Application Number | 20090297036 11/993398 |
Document ID | / |
Family ID | 36577450 |
Filed Date | 2009-12-03 |
United States Patent
Application |
20090297036 |
Kind Code |
A1 |
Badino; Hernan ; et
al. |
December 3, 2009 |
OBJECT DETECTION ON A PIXEL PLANE IN A DIGITAL IMAGE SEQUENCE
Abstract
The invention relates to a method for detecting objects on a
pixel plane. Said movable object detection is frequently possible
only by tracking the pre-segmented objects or the parts thereof. in
this relation, the spatially adjacent objects often provoke
problems, in particular in the case when a camera system or more
precisely an observer is movable. The inventive method consists in
determining a two-dimensional position of the relevant pixels
inside a first image and in determining an associated remote value
for each relevant pixel. Said pixels are tracked and localized on
two ore more successive images, wherein the two-dimensional
position or the pixel offset and the associated remote value are
again determined for each pixel. The position and movement of the
relevant pixels are also determined with the aid of a suitable
filter. Finally, the relevant pixels are combined into objects
under predefined conditions with respect to the position, moving
direction and motion ratio thereof.
Inventors: |
Badino; Hernan;
(Maichingen-Sindelfingen, DE) ; Franke; Uwe;
(Uhingen, DE) ; Gehrig; Stefan; (Altdorf, DE)

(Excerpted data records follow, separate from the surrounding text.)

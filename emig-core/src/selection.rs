//! The currently expressed attribute.
//!
//! There is one `SelectionState` per map session. It is passed explicitly to
//! whoever needs it; dependents subscribe and are called synchronously, in
//! subscription order, every time `set` runs.

use crate::attribute::AttributeName;
use crate::error::SelectionError;
use log::debug;
use std::fmt;

type Subscriber = Box<dyn FnMut(AttributeName)>;

pub struct SelectionState {
    expressed: AttributeName,
    subscribers: Vec<Subscriber>,
}

impl SelectionState {
    pub fn new(initial: AttributeName) -> Self {
        Self {
            expressed: initial,
            subscribers: Vec::new(),
        }
    }

    pub fn get(&self) -> AttributeName {
        self.expressed
    }

    pub fn subscribe<F>(&mut self, subscriber: F)
    where
        F: FnMut(AttributeName) + 'static,
    {
        self.subscribers.push(Box::new(subscriber));
    }

    /// Select `attr` and notify every subscriber.
    ///
    /// Selecting the current attribute again still notifies; dependents
    /// recompute unconditionally.
    pub fn set(&mut self, attr: AttributeName) {
        debug!("[EMIG] selection: {} -> {}", self.expressed, attr);
        self.expressed = attr;
        for subscriber in self.subscribers.iter_mut() {
            subscriber(attr);
        }
    }

    /// Select by column name. Unknown names are rejected and nothing is notified.
    pub fn set_by_name(&mut self, name: &str) -> Result<AttributeName, SelectionError> {
        let attr: AttributeName = name.parse()?;
        self.set(attr);
        Ok(attr)
    }
}

impl Default for SelectionState {
    fn default() -> Self {
        Self::new(AttributeName::default())
    }
}

impl fmt::Debug for SelectionState {
    fn fmt(&self, f: &mut fmt::Formatter<'_>) -> fmt::Result {
        f.debug_struct("SelectionState")
            .field("expressed", &self.expressed)
            .field("subscribers", &self.subscribers.len())
            .finish()
    }
}
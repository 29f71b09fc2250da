//! Placeholder shown while the map data loads.

use crate::state::LoadStage;
use dioxus::prelude::*;

/// Lists every load step so a stalled page says what it was waiting for.
#[component]
pub fn LoadingSpinner() -> Element {
    let steps = LoadStage::ALL
        .iter()
        .map(|stage| stage.describe())
        .collect::<Vec<_>>()
        .join(", ");
    rsx! {
        div {
            class: "loading",
            style: "padding: 40px; text-align: center; color: #666;",
            "Loading {steps}..."
        }
    }
}
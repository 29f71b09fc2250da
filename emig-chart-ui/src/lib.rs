//! Shared Dioxus components and D3.js bridge for the migration choropleth.
//!
//! This crate provides:
//! - `js_bridge`: D3 projection and DOM measurement via `js_sys::eval()`
//! - `state`: Reactive AppState with Dioxus Signals around a `MapSession`
//! - `components`: the map, the bar chart, the attribute picker and the info label

pub mod components;
pub mod js_bridge;
pub mod state;
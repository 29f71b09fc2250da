//! Attribute-driven data pipeline for the European migration choropleth.
//!
//! This crate has no rendering dependencies. It provides:
//! - `join`: left join of tabular records onto region features by key
//! - `classify`: quantile bucket scale used for the map and bar colors
//! - `selection`: the currently expressed attribute and its subscribers
//! - `coordinator`: re-encodes both views whenever the selection changes
//! - `highlight`: linked hover highlighting and the info label
//! - `session`: one routine wiring all of the above together
//!
//! # Usage
//!
//! ```rust
//! use emig_core::{AttributeName, MapConfig, MapSession, Record, RegionFeature};
//!
//! let features = vec![RegionFeature::new("PL", "Poland", "Poland")];
//! let records = vec![Record::new("PL", "Poland").with_value(AttributeName::RussianFederation, 1200.0)];
//!
//! let session = MapSession::new(features, &records, MapConfig::default());
//! let update = session.latest_update();
//! assert_eq!(update.bars[0].group_name, "Poland");
//! ```

pub mod attribute;
pub mod classify;
pub mod config;
pub mod coordinator;
pub mod error;
pub mod highlight;
pub mod join;
pub mod label;
pub mod record;
pub mod region;
pub mod selection;
pub mod session;

pub use attribute::{AttributeName, AttributeValues};
pub use classify::{BucketScale, Class};
pub use config::MapConfig;
pub use coordinator::{ViewSink, ViewSyncCoordinator, ViewUpdate};
pub use error::SelectionError;
pub use highlight::{ElementId, HighlightController, StyleSnapshot, ViewKind};
pub use record::Record;
pub use region::RegionFeature;
pub use selection::SelectionState;
pub use session::MapSession;
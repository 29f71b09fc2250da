//! Quantile classification of the expressed attribute.
//!
//! The sorted domain is cut at the empirical quantiles `i/k` (linear
//! interpolation between neighbouring ranks, the same estimator D3's
//! `scaleQuantile` uses). A value falls in the bucket equal to the number of
//! thresholds less than or equal to it.

use serde::Serialize;

/// Outcome of classifying one value.
#[derive(Debug, Clone, Copy, PartialEq, Eq, Hash, Serialize)]
#[serde(rename_all = "snake_case")]
pub enum Class {
    /// Zero-based bucket index, `0..class_count`.
    Bucket(usize),
    /// Missing or non-finite value; drawn with the no-data color.
    NoData,
}

impl Class {
    pub fn bucket(self) -> Option<usize> {
        match self {
            Class::Bucket(i) => Some(i),
            Class::NoData => None,
        }
    }
}

/// One bucket of a scale, for legends.
#[derive(Debug, Clone, PartialEq, Serialize)]
pub struct Bucket {
    pub index: usize,
    /// Inclusive lower bound.
    pub lower: f64,
    /// Exclusive upper bound, except for the last bucket which includes the domain maximum.
    pub upper: f64,
    pub color: String,
}

/// A `k`-class quantile scale with its colors.
#[derive(Debug, Clone, PartialEq, Serialize)]
pub struct BucketScale {
    thresholds: Vec<f64>,
    colors: Vec<String>,
    no_data_color: String,
    domain: Option<(f64, f64)>,
}

impl BucketScale {
    /// Build a scale over `values` with one class per color.
    ///
    /// Non-finite values are dropped before the domain is computed. An empty
    /// color list is treated as a single class painted with `no_data_color`.
    pub fn build<I>(values: I, colors: &[String], no_data_color: &str) -> Self
    where
        I: IntoIterator<Item = f64>,
    {
        let colors = if colors.is_empty() {
            vec![no_data_color.to_string()]
        } else {
            colors.to_vec()
        };
        let k = colors.len();

        let mut sorted: Vec<f64> = values.into_iter().filter(|v| v.is_finite()).collect();
        sorted.sort_by(f64::total_cmp);

        let domain = match (sorted.first(), sorted.last()) {
            (Some(&min), Some(&max)) => Some((min, max)),
            _ => None,
        };
        let thresholds = if sorted.is_empty() {
            Vec::new()
        } else {
            (1..k)
                .map(|i| quantile_sorted(&sorted, i as f64 / k as f64))
                .collect()
        };

        Self {
            thresholds,
            colors,
            no_data_color: no_data_color.to_string(),
            domain,
        }
    }

    pub fn class_count(&self) -> usize {
        self.colors.len()
    }

    pub fn thresholds(&self) -> &[f64] {
        &self.thresholds
    }

    /// `(min, max)` of the finite input values, `None` when there were none.
    pub fn domain(&self) -> Option<(f64, f64)> {
        self.domain
    }

    pub fn no_data_color(&self) -> &str {
        &self.no_data_color
    }

    /// True when the domain is empty or collapses to a single value.
    pub fn is_degenerate(&self) -> bool {
        match self.domain {
            Some((min, max)) => min == max,
            None => true,
        }
    }

    pub fn classify(&self, value: Option<f64>) -> Class {
        let Some(v) = value.filter(|v| v.is_finite()) else {
            return Class::NoData;
        };
        if self.is_degenerate() {
            return Class::Bucket(0);
        }
        let index = self.thresholds.partition_point(|&t| t <= v);
        Class::Bucket(index.min(self.class_count() - 1))
    }

    pub fn color(&self, class: Class) -> &str {
        match class {
            Class::Bucket(i) => self
                .colors
                .get(i)
                .map(String::as_str)
                .unwrap_or(&self.no_data_color),
            Class::NoData => &self.no_data_color,
        }
    }

    pub fn color_for(&self, value: Option<f64>) -> &str {
        self.color(self.classify(value))
    }

    /// The `k` ascending buckets covering the domain. Empty for an empty domain.
    ///
    /// A single-valued domain yields one bucket, the only class `classify` uses.
    pub fn buckets(&self) -> Vec<Bucket> {
        let Some((min, max)) = self.domain else {
            return Vec::new();
        };
        if min == max {
            return vec![Bucket {
                index: 0,
                lower: min,
                upper: max,
                color: self.colors[0].clone(),
            }];
        }
        let mut bounds = Vec::with_capacity(self.class_count() + 1);
        bounds.push(min);
        bounds.extend(self.thresholds.iter().copied());
        bounds.push(max);
        bounds
            .windows(2)
            .enumerate()
            .map(|(index, pair)| Bucket {
                index,
                lower: pair[0],
                upper: pair[1],
                color: self.colors[index].clone(),
            })
            .collect()
    }
}

/// R-7 quantile of an ascending, non-empty slice.
fn quantile_sorted(sorted: &[f64], p: f64) -> f64 {
    let n = sorted.len();
    if n == 1 {
        return sorted[0];
    }
    let h = (n - 1) as f64 * p.clamp(0.0, 1.0);
    let lo = h.floor() as usize;
    let hi = (lo + 1).min(n - 1);
    sorted[lo] + (sorted[hi] - sorted[lo]) * (h - lo as f64)
}

#[cfg(test)]
mod tests {
    use super::*;

    fn palette() -> Vec<String> {
        ["#D4B9DA", "#C994C7", "#DF65B0", "#DD1C77", "#980043"]
            .iter()
            .map(|c| c.to_string())
            .collect()
    }

    #[test]
    fn quantile_interpolates_between_ranks() {
        let sorted: Vec<f64> = (1..=10).map(f64::from).collect();
        assert!((quantile_sorted(&sorted, 0.25) - 3.25).abs() < 1e-9);
        assert!((quantile_sorted(&sorted, 0.5) - 5.5).abs() < 1e-9);
        assert!((quantile_sorted(&sorted, 0.75) - 7.75).abs() < 1e-9);
    }

    #[test]
    fn two_values_fall_in_distinct_buckets() {
        let scale = BucketScale::build([1200.0, 800.0], &palette(), "#CCC");
        assert_eq!(scale.domain(), Some((800.0, 1200.0)));
        assert_eq!(scale.thresholds(), &[880.0, 960.0, 1040.0, 1120.0]);
        assert_eq!(scale.classify(Some(800.0)), Class::Bucket(0));
        assert_eq!(scale.classify(Some(1200.0)), Class::Bucket(4));
    }

    #[test]
    fn missing_values_are_no_data() {
        let scale = BucketScale::build([1.0, 2.0, f64::NAN], &palette(), "#CCC");
        assert_eq!(scale.domain(), Some((1.0, 2.0)), "NaN is excluded from the domain");
        assert_eq!(scale.classify(None), Class::NoData);
        assert_eq!(scale.classify(Some(f64::NAN)), Class::NoData);
        assert_eq!(scale.color_for(None), "#CCC");
    }

    #[test]
    fn identical_values_all_map_to_first_bucket() {
        let scale = BucketScale::build([7.0, 7.0, 7.0], &palette(), "#CCC");
        assert!(scale.is_degenerate());
        assert_eq!(scale.classify(Some(7.0)), Class::Bucket(0));

        let buckets = scale.buckets();
        assert_eq!(buckets.len(), 1, "legend lists only the class in use");
        assert_eq!((buckets[0].lower, buckets[0].upper), (7.0, 7.0));
        assert_eq!(buckets[0].color, scale.color_for(Some(7.0)));
    }

    #[test]
    fn empty_domain_does_not_panic() {
        let scale = BucketScale::build(Vec::<f64>::new(), &palette(), "#CCC");
        assert_eq!(scale.domain(), None);
        assert!(scale.buckets().is_empty());
        assert_eq!(scale.classify(Some(3.0)), Class::Bucket(0));
        assert_eq!(scale.classify(None), Class::NoData);
    }

    #[test]
    fn buckets_are_ascending_and_cover_the_domain() {
        let values: Vec<f64> = vec![12.0, 3.0, 45.0, 7.0, 19.0, 88.0, 1.0, 33.0];
        let scale = BucketScale::build(values.clone(), &palette(), "#CCC");
        let buckets = scale.buckets();
        assert_eq!(buckets.len(), 5);
        assert_eq!(buckets[0].lower, 1.0);
        assert_eq!(buckets[4].upper, 88.0);
        for pair in buckets.windows(2) {
            assert!(pair[0].upper <= pair[1].lower + 1e-12, "buckets overlap");
            assert_eq!(pair[0].upper, pair[1].lower, "buckets leave a gap");
        }
        for v in values {
            let class = scale.classify(Some(v)).bucket().unwrap();
            let b = &buckets[class];
            let last = class == buckets.len() - 1;
            assert!(v >= b.lower && (v < b.upper || (last && v <= b.upper)), "{v} outside bucket {class}");
        }
    }

    #[test]
    fn build_is_deterministic() {
        let values = [5.0, 1.0, 9.0, 3.0, 3.0, 12.0];
        let a = BucketScale::build(values, &palette(), "#CCC");
        let b = BucketScale::build(values, &palette(), "#CCC");
        assert_eq!(a, b);
    }

    #[test]
    fn empty_palette_collapses_to_one_class() {
        let scale = BucketScale::build([1.0, 2.0], &[], "#CCC");
        assert_eq!(scale.class_count(), 1);
        assert_eq!(scale.classify(Some(2.0)), Class::Bucket(0));
    }
}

; Rabe; Clemens; (Boeblingen, DE) |
Correspondence
Address: |
PATENT CENTRAL LLC;Stephan A. Pendorf
1401 Hollywood Boulevard
Hollywood
FL
33020
US
|
Assignee: |
Daimler AG
Stuttgart
DE
|
Family ID: |
36577450 |
Appl. No.: |
11/993398 |
Filed: |
January 3, 2006 |
PCT Filed: |
January 3, 2006 |
PCT NO: |
PCT/EP06/00013 |
371 Date: |
January 23, 2009 |
Current U.S.
Class: |
382/209 |
Current CPC
Class: |
G06K 9/00818 20130101;
G06T 7/215 20170101; G06K 9/00805 20130101; G06T 7/277
20170101 |
Class at
Publication: |
382/209 |
International
Class: |
G06K 9/62 20060101
G06K009/62 |
Foreign Application Data
Date |
Code |
Application Number |
Jan 31, 2005 |
DE |
10 2005 004 510.3 |
Feb 21, 2005 |
DE |
10 2005 008 131.2 |
Claims
1. A process for object detection on an pixel plane in digital
image sequences comprising determining in a first image recording
the 2D-position of relevant pixels, determining for each relevant
pixel an associated distance value, tracking and localizing these
pixels in at least a second image recording, wherein for each of
the pixels the 2D-position or the displacement of the pixel as well
as the associated distance value is determined anew, wherein by
means of at least one suitable filtering the 3D-position and
3D-movement of relevant pixels is determined, and wherein under
predetermined conditions relevant pixels are assimilated into
objects, wherein in the case that multiple filters are used in the
filtering for determination of 3D-position and 3D-movement of
relevant pixels, either different movement models or a movement
model with different initializations and/or parameter settings is
used as basis.
2. The process for object detection according to claim 1, wherein
the result of the individual filters is merged into a cumulative
product of the filtering.
3. The process for object detection according to claim 2, wherein
the overall result of filtering is back coupled to the input of the
individual filters.
4. The process for object detection according to claim 1, wherein
at least one filter for identification of position and movement of
relevant pixels is a Kalman-Filter.
5. The process for object detection according to claim 1, wherein
the own movement of the image sensor is taken into consideration
during the determination of position and movement of relevant
pixels.
6. The process for object detection according to claim 5, wherein
the own movement of the image sensor is determined on the basis of
image recording and/or by means of an internal sensor system.
7. The process for object detection according to claim 1, wherein
the distance value associated with one pixel is determined on the
basis of image recordings and/or by means of distance resolving
sensors.
8. The process for object detection according to claim 1, wherein
only those relevant pixels which satisfy predetermined conditions
with respect to their position and movement and/or have a specified
minimum age are assimilated into objects.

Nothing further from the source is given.